FESTIVE SUGAR PLUMS - OLD FASHIONED SWEETMEATS
I love the Nutcracker Ballet and the music that accompanies it, especially the dance of the Sugar Plum Fairies! These fabulous little festive sweetmeats are based on a recipe that I adapted from Delia Smith's latest and BRILLIANT cookbook, "Happy Christmas". I have made these TWICE already - as a pre-Christmas dummy run, and they are SO easy as well as being extremely delicious! Sugar plums are mentioned in all forms of literature; most famously in "The Night Before Christmas"............"The children were nestled, all snug in their beds, While visions of sugar plums danced in their heads". However, they are a VERY old kind of sweet/candy, and I have traced some recipes right back to the Middle Ages in one guise or another, usually with minced meat hence "sweet meat". This recipe can be made as a boozy after dinner adult treat, or with orange juice so the children can dream of them dancing in their heads! NB: These are great fun to make with the children, as they are easy as well as being "no-cook". If you plan to make them for gifts or to sell, pack them into attractive cellophane bags, glass jars or boxes and add a pretty ribbon as well as a label of ingredients and storage details. This recipe is part of my Old Fashioned Sweet Shop collection of recipes, sweets, candies, fudges, sugar plums and chocolates!
Provided by French Tart
Categories Candy
Time 5m
Yield 12 Sugar Plums, 12 serving(s)
Number Of Ingredients 9
Steps:
- Put all of the dried fruit, ground almonds and glace ginger into a food processor and pulse until finely chopped. Add the grated orange zest and mix well. Then add the brandy or orange juice and pulse briefly until the mixture comes together.

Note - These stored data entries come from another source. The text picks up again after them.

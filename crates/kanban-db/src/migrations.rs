use kanban_core::color::NEUTRAL_GRAY;
use kanban_core::column::ColumnTemplate;
use kanban_core::label::Label;
use kanban_core::settings::{FontSize, Settings, Theme};
use serde_json::Value;

/// Upgrade a stored settings document of any vintage to the current shape.
///
/// Missing or mistyped fields take their default. Task types and priorities
/// stored as bare names become `{name, color}` records, colored from the
/// default catalog or the neutral gray. Running this on its own output is a
/// no-op.
pub fn migrate_settings(raw: &Value) -> Settings {
    let defaults = Settings::default();
    let field = |name: &str| raw.get(name);
    let text = |name: &str, fallback: &str| {
        field(name)
            .and_then(Value::as_str)
            .filter(|s| !s.is_empty())
            .unwrap_or(fallback)
            .to_string()
    };
    let flag = |name: &str, fallback: bool| field(name).and_then(Value::as_bool).unwrap_or(fallback);

    Settings {
        theme: field("theme")
            .and_then(Value::as_str)
            .and_then(Theme::parse_str)
            .unwrap_or(defaults.theme),
        default_priority: text("defaultPriority", &defaults.default_priority),
        default_type: text("defaultType", &defaults.default_type),
        auto_save: flag("autoSave", defaults.auto_save),
        task_types: upgrade_catalog(field("taskTypes"), &defaults.task_types),
        priorities: upgrade_catalog(field("priorities"), &defaults.priorities),
        default_columns: field("defaultColumns")
            .and_then(|v| serde_json::from_value::<Vec<ColumnTemplate>>(v.clone()).ok())
            .unwrap_or_else(|| defaults.default_columns.clone()),
        compact_mode: flag("compactMode", defaults.compact_mode),
        animations_enabled: flag("animationsEnabled", defaults.animations_enabled),
        font_size: field("fontSize")
            .and_then(Value::as_str)
            .and_then(FontSize::parse_str)
            .unwrap_or(defaults.font_size),
    }
}

fn upgrade_catalog(value: Option<&Value>, defaults: &[Label]) -> Vec<Label> {
    let Some(entries) = value.and_then(Value::as_array) else {
        return defaults.to_vec();
    };
    let known_color = |name: &str| {
        defaults
            .iter()
            .find(|d| d.name == name)
            .map(|d| d.color.clone())
            .unwrap_or_else(|| NEUTRAL_GRAY.to_string())
    };
    let upgraded: Vec<Label> = entries
        .iter()
        .filter_map(|entry| match entry {
            Value::String(name) => Some(Label::new(name.clone(), known_color(name))),
            Value::Object(obj) => {
                let name = obj.get("name")?.as_str()?;
                let color = obj
                    .get("color")
                    .and_then(Value::as_str)
                    .map(str::to_string)
                    .unwrap_or_else(|| known_color(name));
                Some(Label::new(name, color))
            }
            _ => None,
        })
        .collect();
    // A catalog must never be empty.
    if upgraded.is_empty() {
        defaults.to_vec()
    } else {
        upgraded
    }
}
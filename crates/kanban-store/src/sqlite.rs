use std::path::Path;
use std::sync::{Arc, Mutex};

use chrono::Utc;
use rusqlite::{params, Connection, OptionalExtension};
use tracing::debug;

use crate::{migrations, KeyValueStore, StoreConfig, StoreError};

/// Key/value pairs in a single SQLite table.
#[derive(Clone)]
pub struct SqliteStore {
    conn: Arc<Mutex<Connection>>,
}

fn map_sqlite_err(e: rusqlite::Error) -> StoreError {
    StoreError::Internal(e.to_string())
}

impl SqliteStore {
    pub fn open(config: &StoreConfig) -> Result<Self, StoreError> {
        let path = config.resolved_sqlite_path();
        std::fs::create_dir_all(path.parent().unwrap_or(Path::new(".")))
            .map_err(|e| StoreError::Internal(format!("mkdir: {e}")))?;
        Self::open_path(&path)
    }

    pub fn open_path(path: &Path) -> Result<Self, StoreError> {
        let conn = Connection::open(path).map_err(map_sqlite_err)?;
        conn.execute_batch(
            "PRAGMA journal_mode=WAL;
             PRAGMA busy_timeout=5000;",
        )
        .map_err(map_sqlite_err)?;
        debug!("opened kv store at {}", path.display());
        Self::init(conn)
    }

    pub fn open_in_memory() -> Result<Self, StoreError> {
        let conn = Connection::open_in_memory().map_err(map_sqlite_err)?;
        Self::init(conn)
    }

    fn init(conn: Connection) -> Result<Self, StoreError> {
        migrations::run(&conn).map_err(map_sqlite_err)?;
        Ok(Self {
            conn: Arc::new(Mutex::new(conn)),
        })
    }

    fn with_conn<F, T>(&self, f: F) -> Result<T, StoreError>
    where
        F: FnOnce(&mut Connection) -> Result<T, StoreError>,
    {
        let mut conn = self
            .conn
            .lock()
            .map_err(|_| StoreError::Internal("lock poisoned".into()))?;
        f(&mut conn)
    }
}

const UPSERT: &str = "INSERT INTO kv (key, value, updated_at) VALUES (?1, ?2, ?3)
     ON CONFLICT(key) DO UPDATE SET value = excluded.value, updated_at = excluded.updated_at";

impl KeyValueStore for SqliteStore {
    fn get(&self, key: &str) -> Result<String, StoreError> {
        self.with_conn(|conn| {
            conn.query_row("SELECT value FROM kv WHERE key = ?1", params![key], |row| {
                row.get(0)
            })
            .optional()
            .map_err(map_sqlite_err)?
            .ok_or_else(|| StoreError::NotFound(key.to_string()))
        })
    }

    fn set(&self, key: &str, value: &str) -> Result<(), StoreError> {
        self.with_conn(|conn| {
            conn.execute(UPSERT, params![key, value, Utc::now()])
                .map_err(map_sqlite_err)?;
            Ok(())
        })
    }

    fn remove(&self, key: &str) -> Result<(), StoreError> {
        self.with_conn(|conn| {
            conn.execute("DELETE FROM kv WHERE key = ?1", params![key])
                .map_err(map_sqlite_err)?;
            Ok(())
        })
    }

    fn keys(&self, prefix: &str) -> Result<Vec<String>, StoreError> {
        self.with_conn(|conn| {
            let mut stmt = conn
                .prepare(
                    "SELECT key FROM kv WHERE substr(key, 1, length(?1)) = ?1 ORDER BY key",
                )
                .map_err(map_sqlite_err)?;
            let keys = stmt
                .query_map(params![prefix], |row| row.get(0))
                .map_err(map_sqlite_err)?
                .collect::<Result<Vec<String>, _>>()
                .map_err(map_sqlite_err)?;
            Ok(keys)
        })
    }

    /// All entries land in one transaction.
    fn set_many(&self, entries: &[(String, String)]) -> Result<(), StoreError> {
        self.with_conn(|conn| {
            let tx = conn.transaction().map_err(map_sqlite_err)?;
            let now = Utc::now();
            for (key, value) in entries {
                tx.execute(UPSERT, params![key, value, now])
                    .map_err(map_sqlite_err)?;
            }
            tx.commit().map_err(map_sqlite_err)
        })
    }
}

- Mix the sugar and mixed spice together.
- Divide the sugar plum fruit mixture into 12 pieces and then roll into small balls, before rolling them in the spiced sugar to coat them all thoroughly.
- Cut the pistachios into slivers and cut the cherries into quarters, then push the pistachio slivers and cherry pieces into the top of the sugar plums, to imitate leaves and berries.
- Place them into small paper cases if you wish and store them in an airtight tin for up to 4 weeks if made with brandy, or up to 2 weeks in the fridge if made with orange juice.
- You may be able to perform the Nutcracker ballet now - or not!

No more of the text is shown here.